The moonlight shining through the empty windows was bright enough that they didn’t need the flashlights until they reached the stairwell, where the walls were only gutted to about halfway up. Jax Alexander slipped his Beretta back into the waistband of his khakis and flicked on his flashlight, holding the fingers of one hand splayed over the glass so the light came out diffused and tinted oddly red by his flesh. Tobie, following him up the stairs, did the same.
Nothing in the house seemed familiar to her, not even when they reached the second floor and found the walls there still intact. There were three bedrooms and a bathroom. The first two bedrooms were empty. But in the third bedroom, the largest, they found a stained mattress thrown on the floor in the corner. There was a folding table, too, set up near the curtained window.
Jax walked over to finger the heavy drape. “It’s a blackout curtain. Someone obviously wanted to make sure no one knew they were in here.”
Tobie let her gaze rove over the litter of items on the table: a pair of wire cutters and a couple of screwdrivers, a coil of wire, and a few snips of stripped wire.
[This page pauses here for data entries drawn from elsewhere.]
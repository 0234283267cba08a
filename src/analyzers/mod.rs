//! Group-wise flight aggregation and scorecards.
//!
//! Each aggregate groups the flight table by a [`GroupBy`](crate::records::GroupBy)
//! key and returns fresh rows sorted worst first. The scorecard joins the
//! three aggregates into one row per group.

pub mod aggregate;
pub mod scorecard;
pub mod types;
pub mod utility;
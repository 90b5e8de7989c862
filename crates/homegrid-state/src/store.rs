//! StateStore — redb-backed persistence for component group configuration.
//!
//! Values are JSON-serialized into redb's `&[u8]` value columns. The store
//! supports both on-disk and in-memory backends (the latter for testing).

use std::path::Path;
use std::sync::Arc;

use homegrid_core::Document;
use redb::{Database, ReadableDatabase, ReadableTable, TableDefinition};
use serde::Serialize;
use serde::de::DeserializeOwned;
use tracing::debug;

use crate::error::{StateError, StateResult};
use crate::tables::*;
use crate::types::GroupStateRecord;

/// Convert any `Display` error into a `StateError` variant via a closure factory.
macro_rules! map_err {
    ($variant:ident) => {
        |e| StateError::$variant(e.to_string())
    };
}

type JsonTable = TableDefinition<'static, &'static str, &'static [u8]>;

/// Durable storage of group configuration, addressed by group uid.
///
/// Implementations must be safe for concurrent access to distinct keys; the
/// registry serializes access per group on its side.
pub trait ConfigurationStore: Send + Sync {
    /// Load a configuration document. `None` if the group was never saved.
    fn load(&self, uid: &str) -> StateResult<Option<Document>>;

    /// Insert or replace a configuration document.
    fn save(&self, uid: &str, configuration: &Document) -> StateResult<()>;

    /// Delete the configuration and any persisted state of a group.
    /// Returns true if a configuration existed.
    fn delete(&self, uid: &str) -> StateResult<bool>;

    /// Uids of every group with a stored configuration, in key order.
    fn list_uids(&self) -> StateResult<Vec<String>>;

    /// Load the persisted settings and associations of a group.
    fn load_state(&self, uid: &str) -> StateResult<Option<GroupStateRecord>>;

    /// Insert or replace the persisted settings and associations of a group.
    fn save_state(&self, uid: &str, record: &GroupStateRecord) -> StateResult<()>;
}

/// Thread-safe configuration store backed by redb.
#[derive(Clone)]
pub struct StateStore {
    db: Arc<Database>,
}

impl StateStore {
    /// Open (or create) a persistent store at the given path.
    pub fn open(path: &Path) -> StateResult<Self> {
        let db = Database::create(path).map_err(map_err!(Open))?;
        let store = Self { db: Arc::new(db) };
        store.ensure_tables()?;
        debug!(?path, "configuration store opened");
        Ok(store)
    }

    /// Create an ephemeral in-memory store (for testing).
    pub fn open_in_memory() -> StateResult<Self> {
        let backend = redb::backends::InMemoryBackend::new();
        let db = Database::builder()
            .create_with_backend(backend)
            .map_err(map_err!(Open))?;
        let store = Self { db: Arc::new(db) };
        store.ensure_tables()?;
        debug!("in-memory configuration store opened");
        Ok(store)
    }

    /// Create all tables if they don't exist yet.
    fn ensure_tables(&self) -> StateResult<()> {
        let txn = self.db.begin_write().map_err(map_err!(Transaction))?;
        // Opening a table in a write transaction creates it if absent.
        txn.open_table(CONFIGURATIONS).map_err(map_err!(Table))?;
        txn.open_table(GROUP_STATE).map_err(map_err!(Table))?;
        txn.commit().map_err(map_err!(Transaction))?;
        Ok(())
    }

    fn put_json<T: Serialize>(&self, table: JsonTable, key: &str, value: &T) -> StateResult<()> {
        let bytes = serde_json::to_vec(value).map_err(map_err!(Serialize))?;
        let txn = self.db.begin_write().map_err(map_err!(Transaction))?;
        {
            let mut table = txn.open_table(table).map_err(map_err!(Table))?;
            table
                .insert(key, bytes.as_slice())
                .map_err(map_err!(Write))?;
        }
        txn.commit().map_err(map_err!(Transaction))?;
        Ok(())
    }

    fn get_json<T: DeserializeOwned>(&self, table: JsonTable, key: &str) -> StateResult<Option<T>> {
        let txn = self.db.begin_read().map_err(map_err!(Transaction))?;
        let table = txn.open_table(table).map_err(map_err!(Table))?;
        match table.get(key).map_err(map_err!(Read))? {
            Some(guard) => {
                let value: T =
                    serde_json::from_slice(guard.value()).map_err(map_err!(Deserialize))?;
                Ok(Some(value))
            }
            None => Ok(None),
        }
    }
}

impl ConfigurationStore for StateStore {
    fn load(&self, uid: &str) -> StateResult<Option<Document>> {
        self.get_json(CONFIGURATIONS, uid)
    }

    fn save(&self, uid: &str, configuration: &Document) -> StateResult<()> {
        self.put_json(CONFIGURATIONS, uid, configuration)?;
        debug!(%uid, "group configuration stored");
        Ok(())
    }

    fn delete(&self, uid: &str) -> StateResult<bool> {
        let txn = self.db.begin_write().map_err(map_err!(Transaction))?;
        let existed;
        {
            let mut configurations = txn.open_table(CONFIGURATIONS).map_err(map_err!(Table))?;
            existed = configurations.remove(uid).map_err(map_err!(Write))?.is_some();
            let mut state = txn.open_table(GROUP_STATE).map_err(map_err!(Table))?;
            state.remove(uid).map_err(map_err!(Write))?;
        }
        txn.commit().map_err(map_err!(Transaction))?;
        debug!(%uid, existed, "group configuration deleted");
        Ok(existed)
    }

    fn list_uids(&self) -> StateResult<Vec<String>> {
        let txn = self.db.begin_read().map_err(map_err!(Transaction))?;
        let table = txn.open_table(CONFIGURATIONS).map_err(map_err!(Table))?;
        let mut uids = Vec::new();
        for entry in table.iter().map_err(map_err!(Read))? {
            let (key, _) = entry.map_err(map_err!(Read))?;
            uids.push(key.value().to_string());
        }
        Ok(uids)
    }

    fn load_state(&self, uid: &str) -> StateResult<Option<GroupStateRecord>> {
        self.get_json(GROUP_STATE, uid)
    }

    fn save_state(&self, uid: &str, record: &GroupStateRecord) -> StateResult<()> {
        self.put_json(GROUP_STATE, uid, record)?;
        debug!(%uid, "group state stored");
        Ok(())
    }
}
//! redb table definitions for the configuration store.

use redb::TableDefinition;

/// Group configuration documents keyed by group uid.
pub const CONFIGURATIONS: TableDefinition<&str, &[u8]> = TableDefinition::new("configurations");

/// Persisted settings and associations keyed by group uid.
pub const GROUP_STATE: TableDefinition<&str, &[u8]> = TableDefinition::new("group_state");
//! homegrid-registry — the component group registry.
//!
//! A [`Registry`] owns every component group known to the process. Each group
//! carries an opaque configuration document, a settings map, a status map,
//! assigned components (each with its own association settings) and assigned
//! macros.
//!
//! # Concurrency
//!
//! The collection sits behind one `RwLock`; every group has its own `Mutex`
//! guarding its whole nested state. Locks are always taken collection first,
//! group second. Operations on different groups run in parallel, operations
//! on the same group are serialized.
//!
//! # Persistence
//!
//! Configuration writes go to the [`ConfigurationStore`] before the in-memory
//! group changes. A failed save leaves the registry untouched. With
//! `persist_state` enabled the same applies to settings and associations.
//!
//! [`ConfigurationStore`]: homegrid_state::ConfigurationStore

pub mod error;
pub mod events;
pub mod group;
pub mod registry;
pub mod settings;

pub use error::{AssociationKind, ErrorKind, RegistryError, RegistryResult};
pub use events::RegistryEvent;
pub use group::{ComponentAssociation, ComponentGroup};
pub use registry::{Registry, RegistryOptions};
pub use settings::{KeyNotFound, SettingsMap};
A canvas bag lay on the floor, next to the empty blister pack from a card of nine-volt batteries and the discarded packaging from a couple of cheap, throwaway cell phones.
“What’s this?” she asked, hunkering down to look at a scattering of silver splatters on the floor.
“Someone’s been soldering in here.”
Straightening, she was reaching for a book she’d spotted on the edge of the table when he said, “We need to back out of here fast.”
She swung around to look at him. “Why? What is it?”
“This place is a bomb factory. Did you touch anything?”
Tobie felt the hair rise on the back of her neck. “The book,” she said, realizing she was still holding it.
“Bring it.”
“I don’t understand.” She shoved the book into her bag as they headed back toward the stairs. “How does this fit in with any—”
He pressed a finger to her lips, silencing her as the distant creak of a board cut through the stillness of the night.
Her gaze flew to meet his. There was someone downstairs.
Rather than click off his flashlight, he carefully set it down on its face, reducing the light to a small, softly glowing ring. She did the same. Then, slipping the Beretta from its waistband holster again, he thrust out his left hand, his fingers splayed wide in a silent message. Stay here.
She expected him to creep down the stairs. Instead, she watched, bemused, as he laid down on his stomach at the top of the stairs and began to inch down the steps head first, his elbows splayed wide so he could hold his Beretta at the ready.
There hadn’t been another hint of movement from the first floor. She was beginning to wonder if they’d simply been spooked by the sound of the ruined house settling when she heard another creak, this time from the stairwell directly below.